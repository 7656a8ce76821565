//! Bounds-checked little-endian cursor over an untrusted dump buffer.

use crate::error::DecodeError;

/// Sequential reader that refuses to step past the end of the buffer.
///
/// Every read names the dump section it belongs to so a failure can report
/// exactly which declared size was bogus.
pub(crate) struct ByteReader<'a>
{
    buf: &'a [u8],
    pos: usize,
}

impl<'a> ByteReader<'a>
{
    pub(crate) fn new(buf: &'a [u8]) -> Self
    {
        Self { buf, pos: 0 }
    }

    pub(crate) fn at(buf: &'a [u8], pos: usize) -> Self
    {
        Self { buf, pos }
    }

    pub(crate) fn position(&self) -> usize
    {
        self.pos
    }

    pub(crate) fn remaining(&self) -> usize
    {
        self.buf.len().saturating_sub(self.pos)
    }

    /// Borrow the next `size` bytes and advance past them.
    pub(crate) fn take(&mut self, section: &'static str, size: usize) -> Result<&'a [u8], DecodeError>
    {
        let end = self
            .pos
            .checked_add(size)
            .filter(|&end| end <= self.buf.len())
            .ok_or(DecodeError::TruncatedBuffer {
                section,
                offset: self.pos,
                size,
                available: self.remaining(),
            })?;

        let bytes = &self.buf[self.pos..end];
        self.pos = end;
        Ok(bytes)
    }

    pub(crate) fn read_u32(&mut self, section: &'static str) -> Result<u32, DecodeError>
    {
        let bytes = self.take(section, 4)?;
        Ok(le_word(bytes))
    }
}

/// Decode a little-endian word from the first four bytes of `bytes`.
///
/// Callers guarantee at least four bytes (`chunks_exact(4)` or `take(_, 4)`).
pub(crate) fn le_word(bytes: &[u8]) -> u32
{
    u32::from_le_bytes([bytes[0], bytes[1], bytes[2], bytes[3]])
}

/// Word at `offset`, or `None` if it would run off the end.
pub(crate) fn word_at(buf: &[u8], offset: usize) -> Option<u32>
{
    let end = offset.checked_add(4)?;
    buf.get(offset..end).map(le_word)
}
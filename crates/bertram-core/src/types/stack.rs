//! Stack scan result types.

use std::fmt;

/// One candidate return address found while scanning the stack section
///
/// Luma3DS dumps carry no frame pointers or unwind tables, so entries are
/// recovered by range membership alone: any stack word that falls inside the
/// code segment is reported. Stale values that happen to look like code
/// addresses are indistinguishable from real return addresses.
#[derive(Debug, Clone, PartialEq, Eq)]
pub struct StackEntry
{
    /// Byte offset of the word inside the stack section.
    pub offset: usize,
    /// The word itself.
    pub address: u32,
    /// Qualified name of the enclosing symbol, if any symbol precedes the address.
    pub symbol: Option<String>,
}

impl StackEntry
{
    pub fn is_resolved(&self) -> bool
    {
        self.symbol.is_some()
    }
}

impl fmt::Display for StackEntry
{
    fn fmt(&self, f: &mut fmt::Formatter<'_>) -> fmt::Result
    {
        match &self.symbol {
            Some(symbol) => write!(f, "{:08x} {symbol}", self.address),
            None => write!(f, "{:08x} ???", self.address),
        }
    }
}
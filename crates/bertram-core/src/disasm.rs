//! Disassembly seam.
//!
//! The code section of a dump holds the instructions leading up to the
//! faulting one. This module does not decode ARM itself; it only fixes the
//! interface an external engine plugs into and works out where the code
//! window starts in the crashed program's address space.

use std::fmt;

use crate::dump::CrashDump;

/// Distance from the start of the code window to `pc` as saved by the handler
pub const CODE_WINDOW_PC_OFFSET: u32 = 0x34;

/// One decoded instruction
#[derive(Debug, Clone, PartialEq, Eq)]
pub struct Instruction
{
    pub address: u32,
    pub mnemonic: String,
    pub operands: String,
}

impl fmt::Display for Instruction
{
    fn fmt(&self, f: &mut fmt::Formatter<'_>) -> fmt::Result
    {
        if self.operands.is_empty() {
            write!(f, "{:08x}: {}", self.address, self.mnemonic)
        } else {
            write!(f, "{:08x}: {} {}", self.address, self.mnemonic, self.operands)
        }
    }
}

/// An ARM/Thumb disassembler
pub trait Disassembler
{
    /// Decode `code`, whose first byte lives at `base`
    fn disassemble(&self, code: &[u8], base: u32) -> Vec<Instruction>;
}

impl CrashDump
{
    /// Address of the first byte of the code section, `None` without a `pc`
    pub fn code_base_address(&self) -> Option<u32>
    {
        let len = u32::try_from(self.code().len()).unwrap_or(u32::MAX);
        self.pc()
            .map(|pc| pc.wrapping_sub(len).wrapping_add(CODE_WINDOW_PC_OFFSET))
    }
}

/// Run `engine` over the dump's code section
///
/// Returns an empty listing when the dump has no `pc` to anchor the code at.
pub fn disassemble_code(dump: &CrashDump, engine: &dyn Disassembler) -> Vec<Instruction>
{
    match dump.code_base_address() {
        Some(base) => engine.disassemble(dump.code(), base),
        None => Vec::new(),
    }
}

****

Activity: Find the string "filename" in the data. Report each line it appears in.

Answer section:
filename crates/bertram-core/src/types/stack.rs
filename crates/bertram-core/src/disasm.rs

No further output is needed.